Computer Upgrade Advice

PeterH92

Honorable
Aug 11, 2016
45
0
10,530
Hi, everyone I'm wanting to upgrade my PSU and my computer case I currently have the Ace Black 650W ATX Power Supply and the Vantage X11 Advanced X-Station case I'm just wondering what PSU and case I should go for my PC specs are below.

Thank You.

CPU: AMD FX-6300 Six-Core Processor.
CPU Cooler: AMD FX-6300 Stock Cooler.
PSU: Ace Black 650W ATX Power Supply.
RAM: Kingston HyperX Blu 16GB KHX1600C10D3/8GX.
Graphics Card: VTX3D HD 7750.
Hard Drive: WDC WD10EZEX-00BN5A0 ATA Device.
Motherboard: Gigabyte GA-78LMT-USB3 (rev. 4.1).
Case: Vantage X11 Advanced X-Station.


 
Solution
The 550W has plenty of power for this system.

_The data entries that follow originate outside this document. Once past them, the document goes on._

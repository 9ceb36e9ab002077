//! Integration tests for projection: single attributes, arithmetic, tuples
//! and fused selects.

mod common;

use common::{executor, provider};
use querystream::prelude::*;

// ============================================================================
// Projection text
// ============================================================================

#[test]
fn test_select_single_attribute() {
    let executor = executor();
    let stream = provider()
        .stream_all(&executor, "Customer")
        .select(Lambda::new(|c: Sym| c.get("country")));
    assert_eq!(stream.query_text().unwrap(), "SELECT A.country FROM Customer A");
}

#[test]
fn test_select_arithmetic_parenthesizes_product() {
    let executor = executor();
    let stream = provider()
        .stream_all(&executor, "Customer")
        .select(Lambda::new(|c: Sym| c.get("debt") + c.get("salary") * 2));
    assert_eq!(
        stream.query_text().unwrap(),
        "SELECT A.debt + (A.salary * 2) FROM Customer A"
    );
}

#[test]
fn test_select_pair_keeps_order() {
    let executor = executor();
    let stream = provider()
        .stream_all(&executor, "Customer")
        .select(Lambda::new(|c: Sym| c.get("name").pair(c.get("country"))));
    assert_eq!(
        stream.query_text().unwrap(),
        "SELECT A.name, A.country FROM Customer A"
    );
}

#[test]
fn test_select_nested_pair_flattens() {
    let executor = executor();
    let stream = provider().stream_all(&executor, "Customer").select(Lambda::new(|c: Sym| {
        c.get("name").pair(c.get("country")).pair(c.get("debt"))
    }));
    let text = stream.query_text().unwrap();
    assert_eq!(text, "SELECT A.name, A.country, A.debt FROM Customer A");

    executor.respond(
        text,
        vec![vec![Value::from("Alice"), Value::from("Switzerland"), Value::Int(100)]],
    );
    assert_eq!(
        stream.to_list().unwrap(),
        vec![Value::pair(Value::pair("Alice", "Switzerland"), 100i64)]
    );
}

#[test]
fn test_chained_select_fuses() {
    let executor = executor();
    let stream = provider()
        .stream_all(&executor, "Customer")
        .select(Lambda::new(|c: Sym| c.get("debt")))
        .select(Lambda::new(|d: Sym| d * 2));
    assert_eq!(stream.query_text().unwrap(), "SELECT A.debt * 2 FROM Customer A");
}

#[test]
fn test_select_then_where_filters_projection() {
    let executor = executor();
    let stream = provider()
        .stream_all(&executor, "Customer")
        .select(Lambda::new(|c: Sym| c.get("name").pair(c.get("debt"))))
        .r#where(Lambda::new(|p: Sym| p.second().gt(250)));
    assert_eq!(
        stream.query_text().unwrap(),
        "SELECT A.name, A.debt FROM Customer A WHERE A.debt > 250"
    );
}

#[test]
fn test_captured_value_becomes_parameter() {
    let executor = executor();
    let min_debt = 250;
    let stream = provider()
        .stream_all(&executor, "Customer")
        .filter(Lambda::new(move |c: Sym| c.get("debt").gt(captured("minDebt", min_debt))));
    let compiled = stream.compile().unwrap();
    assert_eq!(compiled.text, "SELECT A FROM Customer A WHERE A.debt > :minDebt");
    assert_eq!(compiled.params.get("minDebt"), Some(&Value::Int(250)));
}

#[test]
fn test_hql_concatenation() {
    let executor = executor();
    let select = Lambda::new(|c: Sym| c.get("name").concat("!"));

    let jpql = provider().stream_all(&executor, "Customer").select(select.clone());
    assert_eq!(
        jpql.query_text().unwrap(),
        "SELECT CONCAT(A.name, '!') FROM Customer A"
    );

    let hql = provider()
        .with_dialect(Dialect::Hql)
        .stream_all(&executor, "Customer")
        .select(select);
    assert_eq!(
        hql.query_text().unwrap(),
        "SELECT A.name || '!' FROM Customer A"
    );
}

// ============================================================================
// Aliases and ordering
// ============================================================================

#[test]
fn test_compilation_is_stable() {
    let executor = executor();
    let stream = provider()
        .stream_all(&executor, "Item")
        .join(Lambda::new(|i: Sym| i.get("suppliers").stream()))
        .filter(Lambda::new(|p: Sym| p.second().get("country").eq("USA")));

    let first = stream.compile().unwrap();
    let second = stream.compile().unwrap();
    assert_eq!(first.text, second.text);
    assert_eq!(first.fingerprint, second.fingerprint);
    assert_eq!(
        first.text,
        "SELECT A, B FROM Item A, A.suppliers B WHERE B.country = 'USA'"
    );
}

#[test]
fn test_later_sort_is_primary() {
    let executor = executor();
    let stream = provider()
        .stream_all(&executor, "Customer")
        .sorted_by(Lambda::new(|c: Sym| c.get("name")))
        .sorted_descending_by(Lambda::new(|c: Sym| c.get("country")));
    assert_eq!(
        stream.query_text().unwrap(),
        "SELECT A FROM Customer A ORDER BY A.country DESC, A.name ASC"
    );
}

#[test]
fn test_select_results_in_order() {
    let executor = executor();
    let stream = provider()
        .stream_all(&executor, "Customer")
        .select(Lambda::new(|c: Sym| c.get("name")));
    executor.respond_values(
        stream.query_text().unwrap(),
        vec![Value::from("Alice"), Value::from("Bob")],
    );
    let names: Vec<String> = stream.collect_as().unwrap();
    assert_eq!(names, vec!["Alice", "Bob"]);
}
impl BinaryOperator {
    /// Binding strength; higher binds tighter.
    pub fn precedence(self) -> u8 {
        match self {
            BinaryOperator::Or => 1,
            BinaryOperator::And => 2,
            BinaryOperator::Eq
            | BinaryOperator::Ne
            | BinaryOperator::Lt
            | BinaryOperator::Gt
            | BinaryOperator::Lte
            | BinaryOperator::Gte => 4,
            BinaryOperator::Plus | BinaryOperator::Minus | BinaryOperator::Concat => 5,
            BinaryOperator::Mul | BinaryOperator::Div | BinaryOperator::Mod => 6,
        }
    }

    pub fn is_comparison(self) -> bool {
        matches!(
            self,
            BinaryOperator::Eq
                | BinaryOperator::Ne
                | BinaryOperator::Lt
                | BinaryOperator::Gt
                | BinaryOperator::Lte
                | BinaryOperator::Gte
        )
    }

    pub fn is_logical(self) -> bool {
        matches!(self, BinaryOperator::And | BinaryOperator::Or)
    }

    pub fn is_arithmetic(self) -> bool {
        matches!(
            self,
            BinaryOperator::Plus
                | BinaryOperator::Minus
                | BinaryOperator::Mul
                | BinaryOperator::Div
                | BinaryOperator::Mod
        )
    }

    /// Operator symbol, for diagnostics.
    pub fn symbol(self) -> &'static str {
        match self {
            BinaryOperator::Eq => "==",
            BinaryOperator::Ne => "!=",
            BinaryOperator::Lt => "<",
            BinaryOperator::Gt => ">",
            BinaryOperator::Lte => "<=",
            BinaryOperator::Gte => ">=",
            BinaryOperator::And => "&&",
            BinaryOperator::Or => "||",
            BinaryOperator::Plus => "+",
            BinaryOperator::Minus => "-",
            BinaryOperator::Mul => "*",
            BinaryOperator::Div => "/",
            BinaryOperator::Mod => "%",
            BinaryOperator::Concat => "concat",
        }
    }
}

/// Unary operators.
#[derive(Debug, Clone, Copy, PartialEq, Eq, Serialize, Deserialize)]
pub enum UnaryOperator {
    Not,
    Minus,
    IsNull,
    IsNotNull,
}

/// Aggregate functions.
#[derive(Debug, Clone, Copy, PartialEq, Eq, Serialize, Deserialize)]
pub enum AggregateKind {
    Count,
    Sum,
    Min,
    Max,
    Avg,
}

impl AggregateKind {
    pub fn name(self) -> &'static str {
        match self {
            AggregateKind::Count => "COUNT",
            AggregateKind::Sum => "SUM",
            AggregateKind::Min => "MIN",
            AggregateKind::Max => "MAX",
            AggregateKind::Avg => "AVG",
        }
    }
}

/// Scalar functions the query language understands.
#[derive(Debug, Clone, Copy, PartialEq, Eq, Serialize, Deserialize)]
pub enum ScalarFunction {
    Abs,
    Sqrt,
    Upper,
    Lower,
    Trim,
    Length,
}

impl ScalarFunction {
    pub fn name(self) -> &'static str {
        match self {
            ScalarFunction::Abs => "ABS",
            ScalarFunction::Sqrt => "SQRT",
            ScalarFunction::Upper => "UPPER",
            ScalarFunction::Lower => "LOWER",
            ScalarFunction::Trim => "TRIM",
            ScalarFunction::Length => "LENGTH",
        }
    }

    /// Argument type the function accepts.
    pub fn arg_type(self) -> SemType {
        match self {
            ScalarFunction::Abs | ScalarFunction::Sqrt => SemType::Numeric,
            ScalarFunction::Upper
            | ScalarFunction::Lower
            | ScalarFunction::Trim
            | ScalarFunction::Length => SemType::String,
        }
    }

    pub fn result_type(self) -> SemType {
        match self {
            ScalarFunction::Abs | ScalarFunction::Sqrt | ScalarFunction::Length => {
                SemType::Numeric
            }
            ScalarFunction::Upper | ScalarFunction::Lower | ScalarFunction::Trim => {
                SemType::String
            }
        }
    }
}

// =============================================================================
// Typing and structure
// =============================================================================

impl Expr {
    /// Semantic type tag of this node.
    pub fn ty(&self) -> SemType {
        match self {
            Expr::Constant(lit) => lit.ty(),
            Expr::Parameter { value, .. } => Literal::from_value(value)
                .map(|lit| lit.ty())
                .unwrap_or(SemType::Unknown),
            Expr::SourceRef { entity, .. } => SemType::Entity(entity.clone()),
            Expr::FieldAccess { ty, .. } => ty.clone(),
            Expr::BinaryOp { op, .. } => {
                if op.is_comparison() || op.is_logical() {
                    SemType::Boolean
                } else if *op == BinaryOperator::Concat {
                    SemType::String
                } else {
                    SemType::Numeric
                }
            }
            Expr::UnaryOp { op, .. } => match op {
                UnaryOperator::Minus => SemType::Numeric,
                UnaryOperator::Not | UnaryOperator::IsNull | UnaryOperator::IsNotNull => {
                    SemType::Boolean
                }
            },
            Expr::Conditional {
                then, otherwise, ..
            } => match then.ty() {
                SemType::Unknown => otherwise.ty(),
                ty => ty,
            },
            Expr::Tuple { .. } => SemType::Tuple,
            Expr::Aggregate { kind, arg, .. } => match kind {
                AggregateKind::Count | AggregateKind::Sum | AggregateKind::Avg => {
                    SemType::Numeric
                }
                AggregateKind::Min | AggregateKind::Max => arg.ty(),
            },
            Expr::Function { func, .. } => func.result_type(),
            Expr::Unsupported { .. } => SemType::Unknown,
        }
    }

    /// Literals and parameters: the operands that never need parentheses.
    pub fn is_leaf_value(&self) -> bool {
        matches!(self, Expr::Constant(_) | Expr::Parameter { .. })
    }

    pub fn is_unsupported(&self) -> bool {
        matches!(self, Expr::Unsupported { .. })
    }

    /// Build a tuple, splicing nested tuples into one leaf sequence.
    pub fn tuple(items: Vec<Expr>) -> Expr {
        let mut elements = Vec::new();
        let mut shapes = Vec::with_capacity(items.len());
        for item in items {
            match item {
                Expr::Tuple {
                    elements: inner,
                    shape,
                } => {
                    elements.extend(inner);
                    shapes.push(shape);
                }
                other => {
                    elements.push(other);
                    shapes.push(TupleShape::Leaf);
                }
            }
        }
        Expr::Tuple {
            elements,
            shape: TupleShape::Group(shapes),
        }
    }

    /// Project the `index`-th component out of a tuple, respecting nesting.
    ///
    /// Returns `None` if this is not a tuple or the index is out of range.
    pub fn element(&self, index: usize) -> Option<Expr> {
        let Expr::Tuple {
            elements,
            shape: TupleShape::Group(parts),
        } = self
        else {
            return None;
        };
        let part = parts.get(index)?;
        let offset: usize = parts[..index].iter().map(TupleShape::width).sum();
        match part {
            TupleShape::Leaf => elements.get(offset).cloned(),
            TupleShape::Group(_) => Some(Expr::Tuple {
                elements: elements.get(offset..offset + part.width())?.to_vec(),
                shape: part.clone(),
            }),
        }
    }

    /// Read an attribute, compressing chains into one path.
    ///
    /// `source.customer` followed by `.name` yields a single
    /// `FieldAccess { path: [customer, name] }`.
    pub fn navigate(self, attribute: &str, ty: SemType) -> Expr {
        match self {
            Expr::FieldAccess { base, mut path, .. } => {
                path.push(attribute.into());
                Expr::FieldAccess { base, path, ty }
            }
            base => Expr::FieldAccess {
                base: Box::new(base),
                path: vec![attribute.into()],
                ty,
            },
        }
    }

    /// Columns this expression occupies in a projection list.
    pub fn columns(&self) -> Vec<&Expr> {
        match self {
            Expr::Tuple { elements, .. } => elements.iter().collect(),
            other => vec![other],
        }
    }
}

// =============================================================================
// Expression Constructors
// =============================================================================

/// Reference a FROM-clause source.
pub fn source(id: usize, entity: &str) -> Expr {
    Expr::SourceRef {
        source: SourceId(id),
        entity: entity.into(),
    }
}

/// Create an integer literal.
pub fn lit_int(n: i64) -> Expr {
    Expr::Constant(Literal::Int(n))
}

/// Create a float literal.
pub fn lit_float(f: f64) -> Expr {
    Expr::Constant(Literal::Float(f))
}

/// Create a string literal.
pub fn lit_str(s: &str) -> Expr {
    Expr::Constant(Literal::String(s.into()))
}

/// Create a boolean literal.
pub fn lit_bool(b: bool) -> Expr {
    Expr::Constant(Literal::Bool(b))
}

/// Create a NULL literal.
pub fn lit_null() -> Expr {
    Expr::Constant(Literal::Null)
}

/// Create a named parameter.
pub fn param(name: &str, value: impl Into<Value>) -> Expr {
    Expr::Parameter {
        name: name.into(),
        value: value.into(),
    }
}

/// Create an aggregate call.
pub fn aggregate(kind: AggregateKind, arg: Expr) -> Expr {
    Expr::Aggregate {
        kind,
        arg: Box::new(arg),
        distinct: false,
    }
}

/// Conjunction of all predicates, left-nested in order. `None` when empty.
pub fn and_all(predicates: impl IntoIterator<Item = Expr>) -> Option<Expr> {
    predicates.into_iter().reduce(|acc, p| acc.and(p))
}

// =============================================================================
// Expression Builder Trait
// =============================================================================

/// Extension trait for building expressions fluently.
pub trait ExprExt: Sized {
    fn into_expr(self) -> Expr;

    fn binary(self, op: BinaryOperator, other: impl Into<Expr>) -> Expr {
        Expr::BinaryOp {
            left: Box::new(self.into_expr()),
            op,
            right: Box::new(other.into()),
        }
    }

    // Comparison operators
    fn eq(self, other: impl Into<Expr>) -> Expr {
        self.binary(BinaryOperator::Eq, other)
    }

    fn ne(self, other: impl Into<Expr>) -> Expr {
        self.binary(BinaryOperator::Ne, other)
    }

    fn gt(self, other: impl Into<Expr>) -> Expr {
        self.binary(BinaryOperator::Gt, other)
    }

    fn gte(self, other: impl Into<Expr>) -> Expr {
        self.binary(BinaryOperator::Gte, other)
    }

    fn lt(self, other: impl Into<Expr>) -> Expr {
        self.binary(BinaryOperator::Lt, other)
    }

    fn lte(self, other: impl Into<Expr>) -> Expr {
        self.binary(BinaryOperator::Lte, other)
    }

    // Logical operators
    fn and(self, other: impl Into<Expr>) -> Expr {
        self.binary(BinaryOperator::And, other)
    }

    fn or(self, other: impl Into<Expr>) -> Expr {
        self.binary(BinaryOperator::Or, other)
    }

    fn not(self) -> Expr {
        Expr::UnaryOp {
            op: UnaryOperator::Not,
            expr: Box::new(self.into_expr()),
        }
    }

    fn neg(self) -> Expr {
        Expr::UnaryOp {
            op: UnaryOperator::Minus,
            expr: Box::new(self.into_expr()),
        }
    }

    // Arithmetic operators
    fn add(self, other: impl Into<Expr>) -> Expr {
        self.binary(BinaryOperator::Plus, other)
    }

    fn sub(self, other: impl Into<Expr>) -> Expr {
        self.binary(BinaryOperator::Minus, other)
    }

    fn mul(self, other: impl Into<Expr>) -> Expr {
        self.binary(BinaryOperator::Mul, other)
    }

    fn div(self, other: impl Into<Expr>) -> Expr {
        self.binary(BinaryOperator::Div, other)
    }

    // NULL checks
    #[allow(clippy::wrong_self_convention)]
    fn is_null(self) -> Expr {
        Expr::UnaryOp {
            op: UnaryOperator::IsNull,
            expr: Box::new(self.into_expr()),
        }
    }

    /// Read an attribute (test and builder convenience).
    fn field(self, attribute: &str, ty: SemType) -> Expr {
        self.into_expr().navigate(attribute, ty)
    }
}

To be sure for yourself, you google each major part (video card, CPU) with the letters "TDP" and you will see

CPU Thermal Design Power = 95 W
Video, 7750, 55W
Overclocking these two part might add another 50W if you go crazy on the CPU (with stock cooler).

Add in about 50W for all the hard drives, etc and you have a MAX draw of about 200W. Typical gaming would be about 150W or less. A 350W PSU would work for this system, a 450 would give you plenty of headroom to add in a higher power video card. A 550 is not going to ever run more than 30% typical gaming, however all that means is that you get a bit less efficiency and a cool running PSU.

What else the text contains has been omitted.